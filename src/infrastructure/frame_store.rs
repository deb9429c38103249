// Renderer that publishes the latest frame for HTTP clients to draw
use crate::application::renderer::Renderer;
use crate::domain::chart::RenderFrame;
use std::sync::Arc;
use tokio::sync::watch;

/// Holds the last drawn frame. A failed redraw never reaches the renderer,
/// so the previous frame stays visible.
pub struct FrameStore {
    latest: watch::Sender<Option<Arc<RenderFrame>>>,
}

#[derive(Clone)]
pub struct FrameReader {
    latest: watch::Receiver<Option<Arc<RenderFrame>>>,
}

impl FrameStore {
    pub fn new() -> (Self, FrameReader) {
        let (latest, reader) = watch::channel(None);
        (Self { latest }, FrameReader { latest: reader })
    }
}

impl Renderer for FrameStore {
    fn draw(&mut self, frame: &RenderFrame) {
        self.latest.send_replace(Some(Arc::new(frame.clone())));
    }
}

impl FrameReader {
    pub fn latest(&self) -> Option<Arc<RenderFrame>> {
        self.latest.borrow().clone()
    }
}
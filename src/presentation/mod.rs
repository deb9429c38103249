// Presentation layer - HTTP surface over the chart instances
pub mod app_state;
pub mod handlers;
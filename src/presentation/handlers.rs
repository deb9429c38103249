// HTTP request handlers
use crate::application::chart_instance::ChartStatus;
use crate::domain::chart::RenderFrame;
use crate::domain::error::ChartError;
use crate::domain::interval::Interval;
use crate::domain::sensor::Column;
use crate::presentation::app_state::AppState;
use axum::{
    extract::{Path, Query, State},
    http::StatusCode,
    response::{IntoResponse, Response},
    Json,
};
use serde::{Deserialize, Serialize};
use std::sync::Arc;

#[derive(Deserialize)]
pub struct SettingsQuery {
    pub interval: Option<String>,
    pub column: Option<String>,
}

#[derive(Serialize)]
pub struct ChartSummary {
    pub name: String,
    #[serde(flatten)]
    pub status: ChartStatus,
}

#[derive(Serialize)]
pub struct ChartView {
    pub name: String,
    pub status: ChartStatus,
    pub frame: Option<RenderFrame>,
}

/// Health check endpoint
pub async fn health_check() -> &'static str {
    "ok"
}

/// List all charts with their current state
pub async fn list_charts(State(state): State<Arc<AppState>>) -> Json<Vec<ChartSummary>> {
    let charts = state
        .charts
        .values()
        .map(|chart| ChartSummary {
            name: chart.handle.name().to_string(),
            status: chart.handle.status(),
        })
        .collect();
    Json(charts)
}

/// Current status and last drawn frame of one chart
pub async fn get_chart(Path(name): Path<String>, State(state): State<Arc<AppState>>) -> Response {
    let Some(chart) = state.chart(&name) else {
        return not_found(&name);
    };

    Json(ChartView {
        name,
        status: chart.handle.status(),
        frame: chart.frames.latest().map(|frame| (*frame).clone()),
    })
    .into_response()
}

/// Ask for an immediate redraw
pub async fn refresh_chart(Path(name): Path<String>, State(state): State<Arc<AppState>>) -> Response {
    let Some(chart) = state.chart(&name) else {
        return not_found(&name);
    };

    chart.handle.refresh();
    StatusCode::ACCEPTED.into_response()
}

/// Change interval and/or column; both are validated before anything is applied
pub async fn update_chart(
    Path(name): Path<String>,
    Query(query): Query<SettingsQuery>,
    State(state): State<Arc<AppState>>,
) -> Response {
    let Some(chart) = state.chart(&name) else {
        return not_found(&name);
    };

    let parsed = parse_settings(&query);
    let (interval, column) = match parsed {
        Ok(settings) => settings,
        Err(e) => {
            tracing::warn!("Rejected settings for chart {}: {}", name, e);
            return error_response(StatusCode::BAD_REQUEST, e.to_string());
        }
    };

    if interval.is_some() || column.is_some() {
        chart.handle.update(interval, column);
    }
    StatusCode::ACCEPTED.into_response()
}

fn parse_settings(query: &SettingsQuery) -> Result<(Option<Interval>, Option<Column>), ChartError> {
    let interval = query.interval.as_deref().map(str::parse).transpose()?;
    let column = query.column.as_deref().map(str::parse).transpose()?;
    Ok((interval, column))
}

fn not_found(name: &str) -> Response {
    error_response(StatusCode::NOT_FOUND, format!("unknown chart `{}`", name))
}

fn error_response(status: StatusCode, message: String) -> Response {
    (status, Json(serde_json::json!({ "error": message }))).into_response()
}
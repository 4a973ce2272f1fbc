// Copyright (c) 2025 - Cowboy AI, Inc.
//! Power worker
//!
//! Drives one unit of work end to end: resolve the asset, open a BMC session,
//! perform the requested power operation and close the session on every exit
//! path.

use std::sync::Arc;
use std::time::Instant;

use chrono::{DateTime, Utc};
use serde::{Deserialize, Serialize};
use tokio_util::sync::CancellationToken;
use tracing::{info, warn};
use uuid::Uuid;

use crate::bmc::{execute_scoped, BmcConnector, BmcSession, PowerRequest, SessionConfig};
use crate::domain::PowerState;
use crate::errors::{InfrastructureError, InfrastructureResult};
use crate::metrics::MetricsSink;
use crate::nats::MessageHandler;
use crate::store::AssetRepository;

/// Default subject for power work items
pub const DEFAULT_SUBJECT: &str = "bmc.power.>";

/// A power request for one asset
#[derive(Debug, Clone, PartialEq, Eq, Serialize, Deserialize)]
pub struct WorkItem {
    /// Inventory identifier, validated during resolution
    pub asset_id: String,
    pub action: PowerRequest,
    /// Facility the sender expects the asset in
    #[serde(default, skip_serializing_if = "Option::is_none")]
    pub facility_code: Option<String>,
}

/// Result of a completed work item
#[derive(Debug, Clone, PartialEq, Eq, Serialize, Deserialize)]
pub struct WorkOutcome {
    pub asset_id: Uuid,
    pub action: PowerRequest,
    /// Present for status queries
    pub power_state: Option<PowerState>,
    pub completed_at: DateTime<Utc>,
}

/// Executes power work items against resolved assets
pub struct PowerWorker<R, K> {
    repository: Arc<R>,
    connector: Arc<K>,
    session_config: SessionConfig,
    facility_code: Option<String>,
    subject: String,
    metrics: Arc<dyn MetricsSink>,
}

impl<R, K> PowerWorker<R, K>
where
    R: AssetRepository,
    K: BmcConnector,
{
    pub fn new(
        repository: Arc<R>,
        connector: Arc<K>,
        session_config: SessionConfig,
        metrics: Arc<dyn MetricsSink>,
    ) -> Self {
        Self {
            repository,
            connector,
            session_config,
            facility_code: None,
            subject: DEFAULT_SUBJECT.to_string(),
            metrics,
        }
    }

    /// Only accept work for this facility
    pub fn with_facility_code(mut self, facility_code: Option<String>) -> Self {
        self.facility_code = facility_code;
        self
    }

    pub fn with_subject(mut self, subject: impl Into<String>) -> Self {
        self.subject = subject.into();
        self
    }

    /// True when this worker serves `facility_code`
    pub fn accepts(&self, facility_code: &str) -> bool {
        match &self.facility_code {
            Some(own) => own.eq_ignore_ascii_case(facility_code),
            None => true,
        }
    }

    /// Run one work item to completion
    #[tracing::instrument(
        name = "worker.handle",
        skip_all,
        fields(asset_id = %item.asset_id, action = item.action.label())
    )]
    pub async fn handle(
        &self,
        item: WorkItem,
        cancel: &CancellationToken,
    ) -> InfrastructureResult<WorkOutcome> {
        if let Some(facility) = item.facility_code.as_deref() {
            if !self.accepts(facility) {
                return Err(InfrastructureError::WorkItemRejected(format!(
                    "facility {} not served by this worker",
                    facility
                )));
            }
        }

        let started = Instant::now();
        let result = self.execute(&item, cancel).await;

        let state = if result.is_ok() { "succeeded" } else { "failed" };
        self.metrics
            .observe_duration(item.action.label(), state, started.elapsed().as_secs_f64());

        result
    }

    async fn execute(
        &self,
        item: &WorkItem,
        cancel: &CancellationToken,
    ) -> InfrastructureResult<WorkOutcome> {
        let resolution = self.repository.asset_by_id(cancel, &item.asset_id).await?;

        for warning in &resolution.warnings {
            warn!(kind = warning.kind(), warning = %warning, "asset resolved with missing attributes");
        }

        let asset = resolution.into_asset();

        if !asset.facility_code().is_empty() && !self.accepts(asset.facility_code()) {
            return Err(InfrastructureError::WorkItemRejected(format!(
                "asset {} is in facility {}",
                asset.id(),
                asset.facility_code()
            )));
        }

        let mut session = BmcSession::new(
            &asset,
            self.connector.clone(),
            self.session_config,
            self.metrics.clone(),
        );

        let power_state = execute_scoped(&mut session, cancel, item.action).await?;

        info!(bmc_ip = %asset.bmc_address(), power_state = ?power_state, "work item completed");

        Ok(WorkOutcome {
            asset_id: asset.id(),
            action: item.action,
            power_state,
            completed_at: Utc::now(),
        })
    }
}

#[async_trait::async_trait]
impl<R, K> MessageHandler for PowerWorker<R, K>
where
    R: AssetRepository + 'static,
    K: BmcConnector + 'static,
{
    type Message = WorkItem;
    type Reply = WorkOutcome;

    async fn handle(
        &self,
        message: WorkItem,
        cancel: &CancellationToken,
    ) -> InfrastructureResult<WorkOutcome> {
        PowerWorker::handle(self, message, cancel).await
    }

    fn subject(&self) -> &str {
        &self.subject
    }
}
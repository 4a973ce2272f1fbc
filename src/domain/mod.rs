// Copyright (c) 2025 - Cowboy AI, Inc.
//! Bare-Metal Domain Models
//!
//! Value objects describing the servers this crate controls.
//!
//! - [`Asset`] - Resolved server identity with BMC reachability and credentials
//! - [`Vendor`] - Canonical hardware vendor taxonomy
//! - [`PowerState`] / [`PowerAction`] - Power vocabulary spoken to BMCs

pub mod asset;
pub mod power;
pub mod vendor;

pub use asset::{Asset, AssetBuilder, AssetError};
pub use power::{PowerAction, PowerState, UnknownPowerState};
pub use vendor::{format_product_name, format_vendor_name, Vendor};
**********
Every line from the start of the material above through the line that contains "filename src/presentation/mod.rs" must be written out exactly, with both ends included.

» **Answer to this problem**:
filename src/infrastructure/frame_store.rs
repository deb9429c38103249
// Renderer that publishes the latest frame for HTTP clients to draw
use crate::application::renderer::Renderer;
use crate::domain::chart::RenderFrame;
use std::sync::Arc;
use tokio::sync::watch;

/// Holds the last drawn frame. A failed redraw never reaches the renderer,
/// so the previous frame stays visible.
pub struct FrameStore {
    latest: watch::Sender<Option<Arc<RenderFrame>>>,
}

#[derive(Clone)]
pub struct FrameReader {
    latest: watch::Receiver<Option<Arc<RenderFrame>>>,
}

impl FrameStore {
    pub fn new() -> (Self, FrameReader) {
        let (latest, reader) = watch::channel(None);
        (Self { latest }, FrameReader { latest: reader })
    }
}

impl Renderer for FrameStore {
    fn draw(&mut self, frame: &RenderFrame) {
        self.latest.send_replace(Some(Arc::new(frame.clone())));
    }
}

impl FrameReader {
    pub fn latest(&self) -> Option<Arc<RenderFrame>> {
        self.latest.borrow().clone()
    }
}
filename src/presentation/mod.rs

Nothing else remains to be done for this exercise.